A non-solicitation agreement, also usually tucked into an employment contract, prevents an employee from seeking or servicing the same customers they worked with at their former employer. Although it’s less restrictive than a non-compete, it essentially serves the same function for salespeople, whose livelihood is the relationships they’ve built. An NDA (non-disclosure agreement) requires all signing parties to keep specific information confidential.
“For every single person in your organization, you want to have some sort of confidentiality obligation,” Connolly says. “It prohibits people from telling your secrets. Historically, courts have been perfectly fine with employers using NDAs broadly.” Yet again, though, the new Colorado law allows non-competes to include confidentiality provisions, as long as they don’t prohibit disclosure of information arising from general training, experience, public information or legally protected conduct. Connolly says Colorado is the first state she can think of that has actually carved out those types of exceptions to confidentiality agreements.

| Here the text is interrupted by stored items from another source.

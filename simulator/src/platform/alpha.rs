//! Source `A`: a domestic platform with coupon discounts and local-time stamps.

use super::{Issued, PlatformError, PlatformSimulator, ReservationBook, prefixed_id};
use chrono::Duration;
use rand::Rng;
use rand::seq::SliceRandom;
use roomsync_broker::translator::time::{ISO_DATE, KST_OFFSET_SECS, LOCAL_DATE_TIME};
use roomsync_core::environment::Clock;
use roomsync_core::event::StayRange;
use roomsync_core::source::SourceType;
use serde::Serialize;
use std::sync::Arc;

const STATUS_BOOKED: &str = "예약완료";
const STATUS_CANCELLED: &str = "취소";

const ROOM_NAMES: [&str; 4] = ["디럭스 더블", "스탠다드 트윈", "오션뷰 스위트", "패밀리룸"];
const ACCOMMODATIONS: [&str; 3] = ["바다정원 호텔", "한옥스테이 서촌", "시티 레지던스"];
const PAYMENT_METHODS: [&str; 3] = ["CARD", "KAKAO_PAY", "NAVER_PAY"];
const COUPONS: [(&str, i64); 3] = [("WELCOME10", 10_000), ("SUMMER5", 5_000), ("VIP20", 20_000)];

/// Room id the platform lists `room_code` under
#[must_use]
pub fn listing_id(room_code: &str) -> String {
    room_code.to_string()
}

/// Native reservation payload.
#[derive(Debug, Clone, Default, Serialize)]
#[serde(rename_all = "camelCase")]
pub struct AlphaReservation {
    /// `YNJ-` id
    pub reservation_id: String,
    /// Listing id
    #[serde(skip_serializing_if = "Option::is_none")]
    pub room_id: Option<String>,
    /// Room display name
    #[serde(skip_serializing_if = "Option::is_none")]
    pub room_name: Option<String>,
    /// Property display name
    #[serde(skip_serializing_if = "Option::is_none")]
    pub accommodation_name: Option<String>,
    /// `yyyy-MM-dd`
    #[serde(skip_serializing_if = "Option::is_none")]
    pub check_in_date: Option<String>,
    /// `yyyy-MM-dd`
    #[serde(skip_serializing_if = "Option::is_none")]
    pub check_out_date: Option<String>,
    /// Guest name
    #[serde(skip_serializing_if = "Option::is_none")]
    pub guest_name: Option<String>,
    /// `010-XXXX-XXXX`
    #[serde(skip_serializing_if = "Option::is_none")]
    pub guest_phone: Option<String>,
    /// Whole currency units after discount
    #[serde(skip_serializing_if = "Option::is_none")]
    pub total_price: Option<i64>,
    /// Coupon discount
    #[serde(skip_serializing_if = "Option::is_none")]
    pub discount_amount: Option<i64>,
    /// Applied coupon
    #[serde(skip_serializing_if = "Option::is_none")]
    pub coupon_code: Option<String>,
    /// Payment method
    #[serde(skip_serializing_if = "Option::is_none")]
    pub payment_method: Option<String>,
    /// Local-script status
    pub status: String,
    /// `yyyy-MM-ddTHH:mm:ss` at +09:00
    #[serde(skip_serializing_if = "Option::is_none")]
    pub booked_at: Option<String>,
}

/// Source `A` simulator.
pub struct AlphaPlatform {
    clock: Arc<dyn Clock>,
    book: ReservationBook<AlphaReservation>,
}

impl AlphaPlatform {
    /// Create an empty platform
    #[must_use]
    pub fn new(clock: Arc<dyn Clock>) -> Self {
        Self {
            clock,
            book: ReservationBook::default(),
        }
    }

    fn local_now(&self) -> String {
        (self.clock.now().naive_utc() + Duration::seconds(i64::from(KST_OFFSET_SECS)))
            .format(LOCAL_DATE_TIME)
            .to_string()
    }
}

impl PlatformSimulator for AlphaPlatform {
    fn source(&self) -> SourceType {
        SourceType::Alpha
    }

    fn book(&self, room: &str, guest: &str, stay: StayRange) -> Result<Issued, PlatformError> {
        let mut rng = rand::thread_rng();

        let nightly = 50_000 + rng.gen_range(0..150_000_i64);
        let coupon = if rng.gen_bool(0.5) {
            COUPONS.choose(&mut rng).copied()
        } else {
            None
        };
        let discount = coupon.map_or(0, |(_, amount)| amount);

        let reservation = AlphaReservation {
            reservation_id: prefixed_id("YNJ-"),
            room_id: Some(listing_id(room)),
            room_name: ROOM_NAMES.choose(&mut rng).map(ToString::to_string),
            accommodation_name: ACCOMMODATIONS.choose(&mut rng).map(ToString::to_string),
            check_in_date: Some(stay.check_in().format(ISO_DATE).to_string()),
            check_out_date: Some(stay.check_out().format(ISO_DATE).to_string()),
            guest_name: Some(guest.to_string()),
            guest_phone: Some(format!(
                "010-{:04}-{:04}",
                rng.gen_range(0..10_000),
                rng.gen_range(0..10_000)
            )),
            total_price: Some((stay.nights() * nightly - discount).max(0)),
            discount_amount: Some(discount),
            coupon_code: coupon.map(|(code, _)| code.to_string()),
            payment_method: PAYMENT_METHODS.choose(&mut rng).map(ToString::to_string),
            status: STATUS_BOOKED.to_string(),
            booked_at: Some(self.local_now()),
        };

        let issued = Issued::encode(SourceType::Alpha, &reservation.reservation_id, &reservation)?;
        self.book.store(reservation.reservation_id.clone(), reservation);
        Ok(issued)
    }

    fn cancel(&self, reservation_id: &str) -> Result<Issued, PlatformError> {
        let reservation = match self.book.take(reservation_id) {
            Some(existing) => AlphaReservation {
                status: STATUS_CANCELLED.to_string(),
                ..existing
            },
            None => AlphaReservation {
                reservation_id: reservation_id.to_string(),
                status: STATUS_CANCELLED.to_string(),
                ..AlphaReservation::default()
            },
        };
        Issued::encode(SourceType::Alpha, reservation_id, &reservation)
    }

    fn has_reservation(&self, reservation_id: &str) -> bool {
        self.book.contains(reservation_id)
    }
}

#[cfg(test)]
#[allow(clippy::unwrap_used)]
mod tests {
    use super::*;
    use roomsync_broker::translator::{TranslationContext, alpha};
    use roomsync_core::event::EventStatus;
    use roomsync_core::source::EventKind;
    use roomsync_testing::mocks::test_clock;
    use uuid::Uuid;

    fn stay() -> StayRange {
        StayRange::new(
            chrono::NaiveDate::from_ymd_opt(2025, 8, 15).unwrap(),
            chrono::NaiveDate::from_ymd_opt(2025, 8, 18).unwrap(),
        )
        .unwrap()
    }

    #[test]
    fn booking_payload_translates_back() {
        let platform = AlphaPlatform::new(Arc::new(test_clock()));
        let issued = platform.book("R-101", "김민수", stay()).unwrap();

        assert!(issued.reservation_id.starts_with("YNJ-"));
        assert!(platform.has_reservation(&issued.reservation_id));

        let ctx = TranslationContext {
            event_id: Uuid::nil(),
            delivery_id: "d-1",
            kind: EventKind::Booking,
            received_at: test_clock().now(),
        };
        let event = alpha::translator()
            .translate(&issued.payload.to_string(), &ctx)
            .unwrap();

        assert_eq!(event.source_reservation_id, issued.reservation_id);
        assert_eq!(event.room_ref.as_deref(), Some("R-101"));
        assert_eq!(event.status, EventStatus::Confirmed);
        assert_eq!(event.stay, Some(stay()));
        assert_eq!(issued.payload["bookedAt"], "2025-01-01T09:00:00");
    }

    #[test]
    fn cancelling_unknown_id_issues_minimal_payload() {
        let platform = AlphaPlatform::new(Arc::new(test_clock()));
        let issued = platform.cancel("YNJ-MISSING").unwrap();

        assert_eq!(
            issued.payload,
            serde_json::json!({ "reservationId": "YNJ-MISSING", "status": "취소" })
        );
    }

    #[test]
    fn cancelling_removes_the_reservation() {
        let platform = AlphaPlatform::new(Arc::new(test_clock()));
        let booked = platform.book("R-101", "김민수", stay()).unwrap();
        let cancelled = platform.cancel(&booked.reservation_id).unwrap();

        assert!(!platform.has_reservation(&booked.reservation_id));
        assert_eq!(cancelled.payload["status"], "취소");
        assert_eq!(cancelled.payload["roomId"], "R-101");
    }
}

Learn the difference between a confidentiality agreement vs an NDA when it comes to protecting sensitive information here
Speaking of protecting company information, the law firm advises HR leaders to consider what remote employees have access to, especially in a post-COVID world. Although many companies host mandatory annual cybersecurity training, sometimes issues arise when remote employees switch jobs and don’t return their equipment.
“A lot of employers’ policies regarding devices they can access and where information is being stored isn’t up to date,” Chris Ruska, associate at NJL, told HRD. “We’ve seen people have agreements where things in writing didn’t match what was happening in practice. Think about the language you’ll use regarding what devices and IT policies are in place with regards to what your company does on a daily basis.”
Return-of-property policies that companies enforce go a long away in protecting trade secrets. One way to incentivize employees to return equipment easily is to pay for their FedEx shipping, Andersen suggests. “It’s such a pain when employees don’t return your stuff,” he says. “You end up having to go to small claims court to try to recover things, which ultimately isn’t worth the time.”